Intracellular recording techniques have been used to provide information on the identity of excitatory transmitters released at synapses formed between dorsal root ganglion (DRG) and spinal cord neurones in two in vitro preparations. Explants of embryonic rat DRG were added to dissociated cultures of embryonic dorsal horn neurones and synaptic potentials recorded intracellularly from dorsal horn neurones after DRG explant stimulation. More than 80% of dorsal horn neurones received at least one fast, DRG-evoked, monosynaptic input. In the presence of high divalent cation concentrations (5 mmol l-1 Ca2+, 3 mmol l-1 Mg2+) the acidic amino acid receptor agonists, L-glutamate, kainate (KA) and quisqualate (QUIS) excited all dorsal horn neurones which received a monosynaptic DRG neurone input, whereas L-aspartate and N-methyl-D-aspartate (NMDA) had little or no action. 2-Amino-5-phosphonovalerate (APV), a selective NMDA receptor antagonist, was relatively ineffective at antagonizing DRG-evoked synaptic potentials and L-glutamate-evoked responses. In contrast, kynurenate was found to be a potent antagonist of amino acid-evoked responses and of synaptic transmission at all DRG-dorsal horn synapses examined. The blockade of synaptic transmission by kynurenate appeared to result from a postsynaptic action on dorsal horn neurones.

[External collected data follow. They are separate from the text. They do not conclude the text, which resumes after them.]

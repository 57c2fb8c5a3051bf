//! Tab group configuration
//!
//! `Config` is the serializable option set (camelCase keys when loaded from
//! JSON). It is resolved once, at construction, into a [`ResolvedConfig`]
//! with parsed selectors and validated class names.

use a11ytab_dom::Selector;
use serde::{Deserialize, Serialize};

use crate::error::TabError;
use crate::Result;

#[derive(Debug, Clone, PartialEq, Eq, Serialize, Deserialize)]
#[serde(default, rename_all = "camelCase")]
pub struct Config {
    /// Element(s) receiving `role="tablist"`; the group root when nothing matches
    pub trigger_container_selector: String,
    /// Wrappers around each trigger receiving `role="presentation"`
    pub trigger_item_selector: String,
    /// The clickable, focusable triggers
    pub trigger_selector: String,
    /// Trigger attribute holding the `#id` of its panel
    pub target_attribute: String,
    /// Class added to the selected trigger; also marks the initial selection
    pub tab_selected_class: Option<String>,
    pub tab_unselected_class: Option<String>,
    pub panel_selected_class: Option<String>,
    pub panel_unselected_class: Option<String>,
    /// Element id of the trigger to select on load
    pub initial_trigger: Option<String>,
    /// Move input focus to the initially selected trigger
    pub focus_on_load: bool,
    /// Mirror the selection into the location fragment
    pub hash_navigation: bool,
    /// Dispatch the custom events below on the document
    pub dispatch_events: bool,
    pub after_select_event: Option<String>,
    pub before_deselect_event: Option<String>,
}

impl Default for Config {
    fn default() -> Self {
        Self {
            trigger_container_selector: ".a11ytb-list".to_string(),
            trigger_item_selector: ".a11ytb-listitem".to_string(),
            trigger_selector: ".a11ytb-button".to_string(),
            target_attribute: "href".to_string(),
            tab_selected_class: None,
            tab_unselected_class: None,
            panel_selected_class: None,
            panel_unselected_class: None,
            initial_trigger: None,
            focus_on_load: false,
            hash_navigation: false,
            dispatch_events: false,
            after_select_event: Some("a11ytab:afterFocus".to_string()),
            before_deselect_event: Some("a11ytab:beforeBlur".to_string()),
        }
    }
}

impl Config {
    pub fn from_json(json: &str) -> Result<Self> {
        Ok(serde_json::from_str(json)?)
    }

    pub fn resolve(&self) -> Result<ResolvedConfig> {
        let target_attribute = self.target_attribute.trim();
        if target_attribute.is_empty() {
            return Err(TabError::Config("targetAttribute cannot be empty".to_string()));
        }

        let events = if self.dispatch_events {
            Some(EventNames {
                after_select: event_name("afterSelectEvent", &self.after_select_event)?,
                before_deselect: event_name("beforeDeselectEvent", &self.before_deselect_event)?,
            })
        } else {
            None
        };

        Ok(ResolvedConfig {
            container: selector("triggerContainerSelector", &self.trigger_container_selector)?,
            item: selector("triggerItemSelector", &self.trigger_item_selector)?,
            trigger: selector("triggerSelector", &self.trigger_selector)?,
            target_attribute: target_attribute.to_string(),
            tab_classes: ClassPair {
                selected: class_name("tabSelectedClass", &self.tab_selected_class)?,
                unselected: class_name("tabUnselectedClass", &self.tab_unselected_class)?,
            },
            panel_classes: ClassPair {
                selected: class_name("panelSelectedClass", &self.panel_selected_class)?,
                unselected: class_name("panelUnselectedClass", &self.panel_unselected_class)?,
            },
            initial_trigger: self
                .initial_trigger
                .as_deref()
                .map(|id| id.trim_start_matches('#').to_string())
                .filter(|id| !id.is_empty()),
            focus_on_load: self.focus_on_load,
            hash_navigation: self.hash_navigation,
            events,
        })
    }
}

/// Configuration after validation; immutable for the lifetime of a group.
#[derive(Debug, Clone)]
pub struct ResolvedConfig {
    pub container: Selector,
    pub item: Selector,
    pub trigger: Selector,
    pub target_attribute: String,
    pub tab_classes: ClassPair,
    pub panel_classes: ClassPair,
    pub initial_trigger: Option<String>,
    pub focus_on_load: bool,
    pub hash_navigation: bool,
    /// `None` when custom events are disabled
    pub events: Option<EventNames>,
}

/// Optional classes toggled on selection changes.
#[derive(Debug, Clone, Default, PartialEq, Eq)]
pub struct ClassPair {
    pub selected: Option<String>,
    pub unselected: Option<String>,
}

impl ClassPair {
    pub fn iter(&self) -> impl Iterator<Item = &str> {
        self.selected
            .as_deref()
            .into_iter()
            .chain(self.unselected.as_deref())
    }
}

#[derive(Debug, Clone, Default, PartialEq, Eq)]
pub struct EventNames {
    pub after_select: Option<String>,
    pub before_deselect: Option<String>,
}

fn selector(field: &str, value: &str) -> Result<Selector> {
    Selector::parse(value).map_err(|e| TabError::Config(format!("{field}: {e}")))
}

fn class_name(field: &str, value: &Option<String>) -> Result<Option<String>> {
    match value.as_deref().map(str::trim) {
        None => Ok(None),
        Some("") => Err(TabError::Config(format!("{field} cannot be empty"))),
        Some(class) if class.contains(char::is_whitespace) => Err(TabError::Config(format!(
            "{field} must be a single class name: {class}"
        ))),
        Some(class) => Ok(Some(class.to_string())),
    }
}

fn event_name(field: &str, value: &Option<String>) -> Result<Option<String>> {
    match value.as_deref().map(str::trim) {
        None => Ok(None),
        Some("") => Err(TabError::Config(format!("{field} cannot be empty"))),
        Some(name) => Ok(Some(name.to_string())),
    }
}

Intracellular recordings from motoneurones in new-born rat spinal cord were used to study the sensitivity of the Ia excitatory postsynaptic potential (EPSP) to antagonists of excitatory amino acids. Superfusion of the spinal cord with APV did not inhibit the Ia EPSP but did suppress later, polysynaptic components of the afferent-evoked response. Kynurenate was a potent and selective inhibitor of the Ia EPSP, acting via a postsynaptic mechanism. These findings indicate that L-glutamate, or a glutamate-like compound, but not L-aspartate, is likely to be the predominant excitatory transmitter that mediates fast excitatory postsynaptic potentials at primary afferent synapses with both dorsal horn neurones and motoneurones.